Since the earliest days of computing, technology gurus have espoused a grand vision for a digitally interconnected future. The full potential of electronics and automation will only be realized if people and data are not kept captive in isolated systems, they've said. Making individual processes digital—or creating "islands of automation"—increases productivity, but is just the first step. Computer-integrated manufacturing is supposed to be the ultimate goal.

The manifestation of this concept can be seen in the progression from standalone computers to systems linked via local area networks (LANs), then wide area networks (WANs) and, ultimately, the Internet. Passing information digitally provides greater access, cuts down on communication errors and streamlines processing.

Within the graphic arts community, digital integration had been thought of mostly in terms of production workflows until recently. Now there's starting to be more talk about linking production and business management systems as part of a database-driven operation. Various efforts to establish standards—such as ODBC (Open Database Connectivity), JDF (Job Definition Format) and XML (eXtensible Markup Language)—are helping to enable the passing of data to/from various system components.

The Digital Connection

The Internet is adding impetus to this integration effort because of the potential gains seen in Web-enabled interactions with customers. Digitally linking computer management/information systems (CMS/IS) with Internet interfaces (e-production/e-commerce) can improve customer service and facilitate job processing. Through private efforts like printCafe and the PrintTalk cooperative program, business management system and e-commerce companies are working to make this happen.

The range of integration options being developed means printers can choose a turnkey solution or build a customized solution to meet their individual needs and those of their customers.

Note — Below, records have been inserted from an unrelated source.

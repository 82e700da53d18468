//! Configuration file loading.
//!
//! This module handles loading configuration from TOML files at
//! XDG-compliant locations.

use crate::config::types::FileConfig;
use crate::error::LiquidBooksError;
use std::path::{Path, PathBuf};

/// Default configuration file name for project-local config.
const LOCAL_CONFIG_NAME: &str = "liquidbooks.toml";

/// Default configuration file name within XDG config directory.
const XDG_CONFIG_NAME: &str = "config.toml";

/// Application name for XDG directory lookup.
const APP_NAME: &str = "liquidbooks";

/// Loads configuration from the default search paths.
///
/// Search order:
/// 1. `./liquidbooks.toml` (project-local)
/// 2. `~/.config/liquidbooks/config.toml` (XDG config)
///
/// Returns an empty configuration if no config file is found.
///
/// # Errors
///
/// Returns an error if a config file exists but cannot be parsed.
pub fn load() -> Result<FileConfig, LiquidBooksError> {
    match search_paths().into_iter().find(|path| path.exists()) {
        Some(path) => {
            tracing::debug!(path = %path.display(), "loading configuration file");
            from_path(&path)
        }
        None => Ok(FileConfig::default()),
    }
}

/// Loads configuration from a specific file path.
///
/// # Errors
///
/// Returns an error if the file cannot be read, is not valid TOML, or does
/// not match the schema.
pub fn from_path(path: &Path) -> Result<FileConfig, LiquidBooksError> {
    let contents = std::fs::read_to_string(path).map_err(|e| {
        LiquidBooksError::configuration(
            "config_file",
            format!("failed to read '{}': {}", path.display(), e),
        )
    })?;

    toml::from_str(&contents).map_err(|e| {
        LiquidBooksError::configuration(
            "config_file",
            format!("invalid TOML in '{}': {}", path.display(), e),
        )
    })
}

/// Parses configuration from a TOML string.
///
/// # Errors
///
/// Returns an error if the TOML is invalid or doesn't match the schema.
///
/// # Example
///
/// ```rust
/// use liquidbooks_ai::config::from_str;
///
/// let config = from_str(r#"
/// [provider]
/// kind = "openrouter"
/// model = "anthropic/claude-3.5-sonnet"
/// "#).unwrap();
///
/// assert_eq!(config.provider.kind.as_deref(), Some("openrouter"));
/// ```
pub fn from_str(toml_str: &str) -> Result<FileConfig, LiquidBooksError> {
    toml::from_str(toml_str)
        .map_err(|e| LiquidBooksError::configuration("config", format!("invalid TOML: {e}")))
}

/// Returns the paths that would be searched for configuration files.
#[must_use]
pub fn search_paths() -> Vec<PathBuf> {
    let mut paths = vec![PathBuf::from(LOCAL_CONFIG_NAME)];

    if let Some(dir) = xdg_config_dir() {
        paths.push(dir.join(XDG_CONFIG_NAME));
    }

    paths
}

/// Returns the XDG config directory for this application.
///
/// This is `~/.config/liquidbooks` on most systems.
#[must_use]
pub fn xdg_config_dir() -> Option<PathBuf> {
    dirs::config_dir().map(|p| p.join(APP_NAME))
}

#[cfg(test)]
mod tests {
    use super::*;
    use crate::logging::LogFormat;
    use std::io::Write;
    use tempfile::TempDir;

    #[test]
    fn from_str_parses_full_file() {
        let toml = r#"
[provider]
kind = "anthropic"
model = "claude-sonnet-4-20250514"
api_key_env = "ANTHROPIC_API_KEY"
base_url = "https://api.anthropic.com"
timeout_secs = 60

[logging]
level = "debug"
format = "json"
        "#;

        let config = from_str(toml).unwrap();

        assert_eq!(config.provider.kind.as_deref(), Some("anthropic"));
        assert_eq!(config.provider.timeout_secs, Some(60));
        assert_eq!(config.logging.format, LogFormat::Json);
    }

    #[test]
    fn from_str_accepts_empty_file() {
        assert!(from_str("").unwrap().is_empty());
    }

    #[test]
    fn from_str_rejects_unknown_keys() {
        let err = from_str("[provider]\napi_key = \"sk-inline\"\n").unwrap_err();
        assert!(err.is_configuration());
    }

    #[test]
    fn from_str_error_on_invalid_toml() {
        let err = from_str("this is not valid toml [[[").unwrap_err();
        assert!(err.is_configuration());
        assert!(err.to_string().contains("invalid TOML"));
    }

    #[test]
    fn from_path_reads_file() {
        let temp_dir = TempDir::new().unwrap();
        let config_path = temp_dir.path().join("liquidbooks.toml");

        let mut file = std::fs::File::create(&config_path).unwrap();
        writeln!(file, "[provider]\nkind = \"openrouter\"").unwrap();

        let config = from_path(&config_path).unwrap();

        assert_eq!(config.provider.kind.as_deref(), Some("openrouter"));
    }

    #[test]
    fn from_path_parse_error_is_reported_once() {
        let temp_dir = TempDir::new().unwrap();
        let config_path = temp_dir.path().join("liquidbooks.toml");
        std::fs::write(&config_path, "[provider\nkind = ").unwrap();

        let message = from_path(&config_path).unwrap_err().to_string();

        assert!(message.contains("invalid TOML in"));
        assert!(message.contains("liquidbooks.toml"));
        assert_eq!(message.matches("configuration error").count(), 1);
    }

    #[test]
    fn from_path_error_names_the_file() {
        let err = from_path(Path::new("/nonexistent/path/config.toml")).unwrap_err();

        assert!(err.is_configuration());
        assert!(err.to_string().contains("/nonexistent/path/config.toml"));
    }

    #[test]
    fn search_paths_starts_with_local_file() {
        let paths = search_paths();

        assert_eq!(paths[0], PathBuf::from(LOCAL_CONFIG_NAME));
        if let Some(xdg) = paths.get(1) {
            assert!(xdg.ends_with("liquidbooks/config.toml"));
        }
    }
}
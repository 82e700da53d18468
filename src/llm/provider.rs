//! The provider adapter.
//!
//! [`AIProvider`] presents one request/response contract over both vendor
//! wire families. It is built once from a [`ProviderConfig`], never mutated
//! afterwards, and cheap to clone into every task that needs it.

use crate::llm::anthropic::AnthropicClient;
use crate::llm::client::LLMClient;
use crate::llm::config::{ProviderConfig, ProviderKind, WireFamily};
use crate::llm::error::LLMError;
use crate::llm::models::ModelInfo;
use crate::llm::openai::OpenAIClient;
use crate::llm::request::{CompletionRequest, CompletionResult, TextStream};
use std::sync::Arc;

/// Provider adapter bound to one vendor and model for its lifetime.
///
/// # Example
///
/// ```ignore
/// use liquidbooks_ai::llm::{AIProvider, CompletionRequest};
/// use liquidbooks_ai::messages::Message;
///
/// let provider = AIProvider::from_env()?;
/// let request = CompletionRequest::new(vec![
///     Message::system("Be terse."),
///     Message::user("Hi"),
/// ]);
/// let result = provider.complete(&request).await?;
/// println!("{} ({:?} tokens)", result.text, result.tokens_used);
/// ```
#[derive(Debug, Clone)]
pub struct AIProvider {
    config: ProviderConfig,
    client: Arc<dyn LLMClient>,
}

impl AIProvider {
    /// Builds the adapter for `config`.
    ///
    /// The configuration is validated and the family's client is created; no
    /// network call is made.
    ///
    /// # Errors
    ///
    /// Returns a configuration error (see [`ProviderConfig::validate`]) or a
    /// network error if the HTTP client cannot be created.
    pub fn new(config: ProviderConfig) -> Result<Self, LLMError> {
        config.validate()?;

        let client: Arc<dyn LLMClient> = match config.family() {
            WireFamily::Completions => Arc::new(OpenAIClient::new(config.clone())?),
            WireFamily::Messages => Arc::new(AnthropicClient::new(config.clone())?),
        };

        tracing::info!(
            provider = %config.kind,
            model = %config.model,
            family = %config.family(),
            "AI provider configured"
        );

        Ok(Self { config, client })
    }

    /// Builds the adapter from the process environment.
    ///
    /// # Errors
    ///
    /// See [`ProviderConfig::from_env`] and [`AIProvider::new`].
    pub fn from_env() -> Result<Self, LLMError> {
        Self::new(ProviderConfig::from_env()?)
    }

    /// Builds the adapter around an existing client, bypassing family dispatch.
    ///
    /// Useful for custom transports and test doubles.
    #[must_use]
    pub fn with_client(config: ProviderConfig, client: Arc<dyn LLMClient>) -> Self {
        Self { config, client }
    }

    /// Returns the configuration the adapter was built with.
    #[must_use]
    pub fn config(&self) -> &ProviderConfig {
        &self.config
    }

    /// Returns the selected provider kind.
    #[must_use]
    pub fn kind(&self) -> ProviderKind {
        self.config.kind
    }

    /// Returns the configured model.
    #[must_use]
    pub fn model(&self) -> &str {
        &self.config.model
    }

    /// Runs one completion and returns the whole text.
    ///
    /// # Errors
    ///
    /// Returns `InvalidRequest` before any network call if the request fails
    /// validation; otherwise any transport or vendor error, unretried.
    pub async fn complete(&self, request: &CompletionRequest) -> Result<CompletionResult, LLMError> {
        request.validate()?;

        tracing::debug!(
            provider = self.client.provider_name(),
            model = %self.config.model,
            messages = request.messages.len(),
            json_mode = request.json_mode(),
            "sending completion"
        );

        let result = self.client.complete(request).await?;

        tracing::debug!(
            provider = self.client.provider_name(),
            chars = result.text.len(),
            tokens_used = ?result.tokens_used,
            "completion received"
        );

        Ok(result)
    }

    /// Runs one completion and returns its text as a stream of chunks.
    ///
    /// Chunks arrive in vendor order; empty deltas are never yielded. No
    /// token usage is reported on this path.
    ///
    /// # Errors
    ///
    /// Returns `InvalidRequest` before any network call if the request fails
    /// validation, or an error if the stream cannot be opened.
    pub async fn complete_stream(&self, request: &CompletionRequest) -> Result<TextStream, LLMError> {
        request.validate()?;

        tracing::debug!(
            provider = self.client.provider_name(),
            model = %self.config.model,
            messages = request.messages.len(),
            json_mode = request.json_mode(),
            "opening completion stream"
        );

        self.client.complete_stream(request).await
    }

    /// Lists the models the configured vendor offers this credential.
    ///
    /// # Errors
    ///
    /// Returns any transport or vendor error, unretried.
    pub async fn list_models(&self) -> Result<Vec<ModelInfo>, LLMError> {
        tracing::debug!(provider = self.client.provider_name(), "listing models");

        let models = self.client.list_models().await?;

        tracing::debug!(
            provider = self.client.provider_name(),
            count = models.len(),
            "models listed"
        );
        Ok(models)
    }
}
//! Crate-level error type.
//!
//! Provider calls return [`LLMError`](crate::llm::LLMError) directly. This
//! type covers what sits around them: configuration files, logging setup,
//! JSON-mode output that could not be recovered, and provider errors surfaced
//! through those layers.
//!
//! No external error crates (anyhow, thiserror, eyre) are used.

use crate::json::JsonExtractError;
use crate::llm::LLMError;
use std::fmt;

/// Errors raised while configuring or starting the crate.
#[derive(Debug, Clone, PartialEq, Eq)]
pub struct LiquidBooksError {
    /// The specific error that occurred
    pub kind: LiquidBooksErrorKind,
}

/// Specific crate-level error types.
#[derive(Debug, Clone, PartialEq, Eq)]
pub enum LiquidBooksErrorKind {
    /// Configuration file could not be read or did not match the schema
    Configuration {
        /// Description of what was invalid
        field: String,
        /// Why it was invalid
        reason: String,
    },
    /// Logging could not be initialized
    Logging {
        /// Reason for the failure
        reason: String,
    },
    /// JSON-mode output could not be parsed
    JsonOutput(JsonExtractError),
    /// Error from the provider layer
    Provider(LLMError),
}

impl LiquidBooksError {
    /// Creates a new LiquidBooksError with the given kind.
    #[must_use]
    pub fn new(kind: LiquidBooksErrorKind) -> Self {
        Self { kind }
    }

    /// Creates a configuration error.
    #[must_use]
    pub fn configuration(field: impl Into<String>, reason: impl Into<String>) -> Self {
        Self::new(LiquidBooksErrorKind::Configuration {
            field: field.into(),
            reason: reason.into(),
        })
    }

    /// Creates a logging error.
    #[must_use]
    pub fn logging(reason: impl Into<String>) -> Self {
        Self::new(LiquidBooksErrorKind::Logging {
            reason: reason.into(),
        })
    }

    /// Returns true if this error indicates a configuration problem,
    /// including provider configuration errors.
    #[must_use]
    pub fn is_configuration(&self) -> bool {
        match &self.kind {
            LiquidBooksErrorKind::Configuration { .. } => true,
            LiquidBooksErrorKind::Provider(e) => e.is_configuration(),
            LiquidBooksErrorKind::Logging { .. } | LiquidBooksErrorKind::JsonOutput(_) => false,
        }
    }

    /// Returns the provider error, if this wraps one.
    #[must_use]
    pub fn as_provider(&self) -> Option<&LLMError> {
        match &self.kind {
            LiquidBooksErrorKind::Provider(e) => Some(e),
            _ => None,
        }
    }
}

impl fmt::Display for LiquidBooksError {
    fn fmt(&self, f: &mut fmt::Formatter<'_>) -> fmt::Result {
        match &self.kind {
            LiquidBooksErrorKind::Configuration { field, reason } => {
                write!(f, "configuration error for '{}': {}", field, reason)
            }
            LiquidBooksErrorKind::Logging { reason } => {
                write!(f, "failed to initialize logging: {}", reason)
            }
            LiquidBooksErrorKind::JsonOutput(e) => write!(f, "{}", e),
            LiquidBooksErrorKind::Provider(e) => write!(f, "{}", e),
        }
    }
}

impl std::error::Error for LiquidBooksError {
    fn source(&self) -> Option<&(dyn std::error::Error + 'static)> {
        match &self.kind {
            LiquidBooksErrorKind::Provider(e) => Some(e),
            LiquidBooksErrorKind::JsonOutput(e) => Some(e),
            _ => None,
        }
    }
}

impl From<JsonExtractError> for LiquidBooksError {
    fn from(error: JsonExtractError) -> Self {
        Self::new(LiquidBooksErrorKind::JsonOutput(error))
    }
}

impl From<LLMError> for LiquidBooksError {
    fn from(error: LLMError) -> Self {
        Self::new(LiquidBooksErrorKind::Provider(error))
    }
}
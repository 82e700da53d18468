//! Conversation message types.
//!
//! A conversation is an ordered list of [`Message`]s. Callers resupply the
//! full history on every call; nothing here is retained between calls.

mod types;

pub use types::*;
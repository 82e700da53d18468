//! LLM error types.
//!
//! Configuration errors raised while building the adapter, plus the transport
//! and vendor errors surfaced by a single call. Nothing here is retried by the
//! adapter; [`LLMError::is_retriable`] exists for callers that want to.

use std::fmt;
use std::time::Duration;

/// Errors that can occur in the provider adapter.
#[derive(Debug, Clone, PartialEq, Eq)]
pub struct LLMError {
    /// The specific error that occurred
    pub kind: LLMErrorKind,
}

/// Specific LLM error types.
#[derive(Debug, Clone, PartialEq, Eq)]
pub enum LLMErrorKind {
    /// The credential required by the selected provider is not set
    MissingCredential {
        /// Name of the environment variable that should hold the credential
        env_var: String,
    },
    /// The provider selector names a provider this crate does not support
    UnsupportedProvider {
        /// The value that was supplied
        value: String,
    },
    /// Configuration error
    InvalidConfig {
        /// The configuration field that was invalid
        field: String,
        /// Why it was invalid
        reason: String,
    },
    /// Invalid request parameters
    InvalidRequest {
        /// Description of what was invalid
        reason: String,
    },
    /// Network error when communicating with the API
    Network {
        /// Description of the network error
        message: String,
    },
    /// Rate limit exceeded
    RateLimited {
        /// Time the vendor asked us to wait before retrying
        retry_after: Duration,
    },
    /// API returned an error response
    ApiError {
        /// HTTP status code
        status_code: u16,
        /// Error message from the API
        message: String,
        /// Error type from the API (if available)
        error_type: Option<String>,
    },
    /// Authentication failed
    AuthenticationFailed {
        /// Reason for authentication failure
        reason: String,
    },
    /// Model overloaded or unavailable
    ModelOverloaded {
        /// The model that was overloaded
        model: String,
    },
    /// Streaming error
    StreamError {
        /// Description of the streaming error
        message: String,
    },
    /// The vendor response did not have the expected shape
    ParseError {
        /// Description of the parse error
        message: String,
    },
    /// Request timeout
    Timeout {
        /// The timeout duration that was exceeded
        duration: Duration,
    },
}

impl LLMError {
    /// Creates a new LLMError with the given kind.
    #[must_use]
    pub fn new(kind: LLMErrorKind) -> Self {
        Self { kind }
    }

    /// Creates a missing credential error.
    #[must_use]
    pub fn missing_credential(env_var: impl Into<String>) -> Self {
        Self::new(LLMErrorKind::MissingCredential {
            env_var: env_var.into(),
        })
    }

    /// Creates an unsupported provider error.
    #[must_use]
    pub fn unsupported_provider(value: impl Into<String>) -> Self {
        Self::new(LLMErrorKind::UnsupportedProvider {
            value: value.into(),
        })
    }

    /// Creates an invalid config error.
    #[must_use]
    pub fn invalid_config(field: impl Into<String>, reason: impl Into<String>) -> Self {
        Self::new(LLMErrorKind::InvalidConfig {
            field: field.into(),
            reason: reason.into(),
        })
    }

    /// Creates an invalid request error.
    #[must_use]
    pub fn invalid_request(reason: impl Into<String>) -> Self {
        Self::new(LLMErrorKind::InvalidRequest {
            reason: reason.into(),
        })
    }

    /// Creates a network error.
    #[must_use]
    pub fn network(message: impl Into<String>) -> Self {
        Self::new(LLMErrorKind::Network {
            message: message.into(),
        })
    }

    /// Creates a rate limited error.
    #[must_use]
    pub fn rate_limited(retry_after: Duration) -> Self {
        Self::new(LLMErrorKind::RateLimited { retry_after })
    }

    /// Creates an API error.
    #[must_use]
    pub fn api_error(
        status_code: u16,
        message: impl Into<String>,
        error_type: Option<String>,
    ) -> Self {
        Self::new(LLMErrorKind::ApiError {
            status_code,
            message: message.into(),
            error_type,
        })
    }

    /// Creates an authentication failed error.
    #[must_use]
    pub fn authentication_failed(reason: impl Into<String>) -> Self {
        Self::new(LLMErrorKind::AuthenticationFailed {
            reason: reason.into(),
        })
    }

    /// Creates a model overloaded error.
    #[must_use]
    pub fn model_overloaded(model: impl Into<String>) -> Self {
        Self::new(LLMErrorKind::ModelOverloaded {
            model: model.into(),
        })
    }

    /// Creates a stream error.
    #[must_use]
    pub fn stream_error(message: impl Into<String>) -> Self {
        Self::new(LLMErrorKind::StreamError {
            message: message.into(),
        })
    }

    /// Creates a parse error.
    #[must_use]
    pub fn parse_error(message: impl Into<String>) -> Self {
        Self::new(LLMErrorKind::ParseError {
            message: message.into(),
        })
    }

    /// Creates a timeout error.
    #[must_use]
    pub fn timeout(duration: Duration) -> Self {
        Self::new(LLMErrorKind::Timeout { duration })
    }

    /// Returns true if this error was raised while building the adapter.
    #[must_use]
    pub fn is_configuration(&self) -> bool {
        matches!(
            self.kind,
            LLMErrorKind::MissingCredential { .. }
                | LLMErrorKind::UnsupportedProvider { .. }
                | LLMErrorKind::InvalidConfig { .. }
        )
    }

    /// Returns true if the request was rejected before any network activity.
    #[must_use]
    pub fn is_invalid_request(&self) -> bool {
        matches!(self.kind, LLMErrorKind::InvalidRequest { .. })
    }

    /// Returns true if this error is retriable.
    #[must_use]
    pub fn is_retriable(&self) -> bool {
        matches!(
            self.kind,
            LLMErrorKind::Network { .. }
                | LLMErrorKind::RateLimited { .. }
                | LLMErrorKind::ModelOverloaded { .. }
                | LLMErrorKind::Timeout { .. }
                | LLMErrorKind::ApiError {
                    status_code: 500..=599,
                    ..
                }
        )
    }

    /// Returns the retry-after duration if this is a rate limit error.
    #[must_use]
    pub fn retry_after(&self) -> Option<Duration> {
        match &self.kind {
            LLMErrorKind::RateLimited { retry_after } => Some(*retry_after),
            _ => None,
        }
    }
}

impl fmt::Display for LLMError {
    fn fmt(&self, f: &mut fmt::Formatter<'_>) -> fmt::Result {
        match &self.kind {
            LLMErrorKind::MissingCredential { env_var } => {
                write!(f, "{} not found in environment", env_var)
            }
            LLMErrorKind::UnsupportedProvider { value } => {
                write!(
                    f,
                    "unsupported AI provider: '{}'; expected one of: openai, anthropic, openrouter",
                    value
                )
            }
            LLMErrorKind::InvalidConfig { field, reason } => {
                write!(f, "invalid configuration for '{}': {}", field, reason)
            }
            LLMErrorKind::InvalidRequest { reason } => {
                write!(f, "invalid request: {}; check request parameters", reason)
            }
            LLMErrorKind::Network { message } => {
                write!(
                    f,
                    "network error communicating with LLM API: {}; check network connectivity",
                    message
                )
            }
            LLMErrorKind::RateLimited { retry_after } => {
                write!(
                    f,
                    "rate limit exceeded; retry after {} seconds",
                    retry_after.as_secs()
                )
            }
            LLMErrorKind::ApiError {
                status_code,
                message,
                error_type,
            } => {
                if let Some(error_type) = error_type {
                    write!(
                        f,
                        "API error (HTTP {}): {} (type: {})",
                        status_code, message, error_type
                    )
                } else {
                    write!(f, "API error (HTTP {}): {}", status_code, message)
                }
            }
            LLMErrorKind::AuthenticationFailed { reason } => {
                write!(
                    f,
                    "authentication failed: {}; verify API key is valid",
                    reason
                )
            }
            LLMErrorKind::ModelOverloaded { model } => {
                write!(
                    f,
                    "model '{}' is overloaded; retry after a short delay",
                    model
                )
            }
            LLMErrorKind::StreamError { message } => {
                write!(f, "streaming error: {}", message)
            }
            LLMErrorKind::ParseError { message } => {
                write!(f, "failed to parse API response: {}", message)
            }
            LLMErrorKind::Timeout { duration } => {
                write!(f, "request timed out after {} seconds", duration.as_secs())
            }
        }
    }
}

impl std::error::Error for LLMError {}

#[cfg(test)]
mod tests {
    use super::*;

    #[test]
    fn missing_credential_names_the_variable() {
        let error = LLMError::missing_credential("ANTHROPIC_API_KEY");

        assert_eq!(
            error.to_string(),
            "ANTHROPIC_API_KEY not found in environment"
        );
        assert!(error.is_configuration());
    }

    #[test]
    fn unsupported_provider_names_the_value() {
        let error = LLMError::unsupported_provider("cohere");

        let message = error.to_string();
        assert!(message.contains("'cohere'"));
        assert!(error.is_configuration());
    }

    #[test]
    fn invalid_request_is_not_configuration() {
        let error = LLMError::invalid_request("temperature out of range");

        assert!(error.is_invalid_request());
        assert!(!error.is_configuration());
    }

    #[test]
    fn api_error_with_type_display() {
        let error = LLMError::api_error(
            400,
            "invalid model parameter",
            Some("invalid_request_error".to_string()),
        );

        let message = error.to_string();
        assert!(message.contains("400"));
        assert!(message.contains("invalid model parameter"));
        assert!(message.contains("invalid_request_error"));
    }

    #[test]
    fn api_error_without_type_display() {
        let error = LLMError::api_error(500, "internal server error", None);

        let message = error.to_string();
        assert!(message.contains("500"));
        assert!(!message.contains("type:"));
    }

    #[test]
    fn rate_limited_error_display() {
        let error = LLMError::rate_limited(Duration::from_secs(30));

        let message = error.to_string();
        assert!(message.contains("rate limit"));
        assert!(message.contains("30"));
    }

    #[test]
    fn is_retriable_for_transient_errors() {
        assert!(LLMError::network("connection reset").is_retriable());
        assert!(LLMError::rate_limited(Duration::from_secs(10)).is_retriable());
        assert!(LLMError::api_error(503, "service unavailable", None).is_retriable());
        assert!(LLMError::model_overloaded("claude-sonnet-4-20250514").is_retriable());
        assert!(LLMError::timeout(Duration::from_secs(120)).is_retriable());
    }

    #[test]
    fn is_not_retriable_for_client_and_config_errors() {
        assert!(!LLMError::api_error(400, "bad request", None).is_retriable());
        assert!(!LLMError::authentication_failed("invalid key").is_retriable());
        assert!(!LLMError::missing_credential("OPENAI_API_KEY").is_retriable());
        assert!(!LLMError::parse_error("missing choices").is_retriable());
    }

    #[test]
    fn retry_after_only_for_rate_limited() {
        let error = LLMError::rate_limited(Duration::from_secs(60));
        assert_eq!(error.retry_after(), Some(Duration::from_secs(60)));
        assert_eq!(LLMError::network("refused").retry_after(), None);
    }
}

Von Hoffmann Corp. in St. Louis is turning to the Web to better serve its book publisher clientele, with a focus on the education market. As it happens, one of Von Hoffmann's clients got it involved in a project that has become the core of its Web-enabled services program, reports Duane Green, vice president of information systems.

One for the Books

The client was Pearson Education and the project is Tambora, an open-source development effort that is building a business-to-business, Web-based application designed to facilitate the exchange of information between book publishers and printers. This information includes job specifications, purchase orders and invoices. Despite its initial targeted scope, Green doesn't foresee any problem with adapting the technology to other types of commercial printing.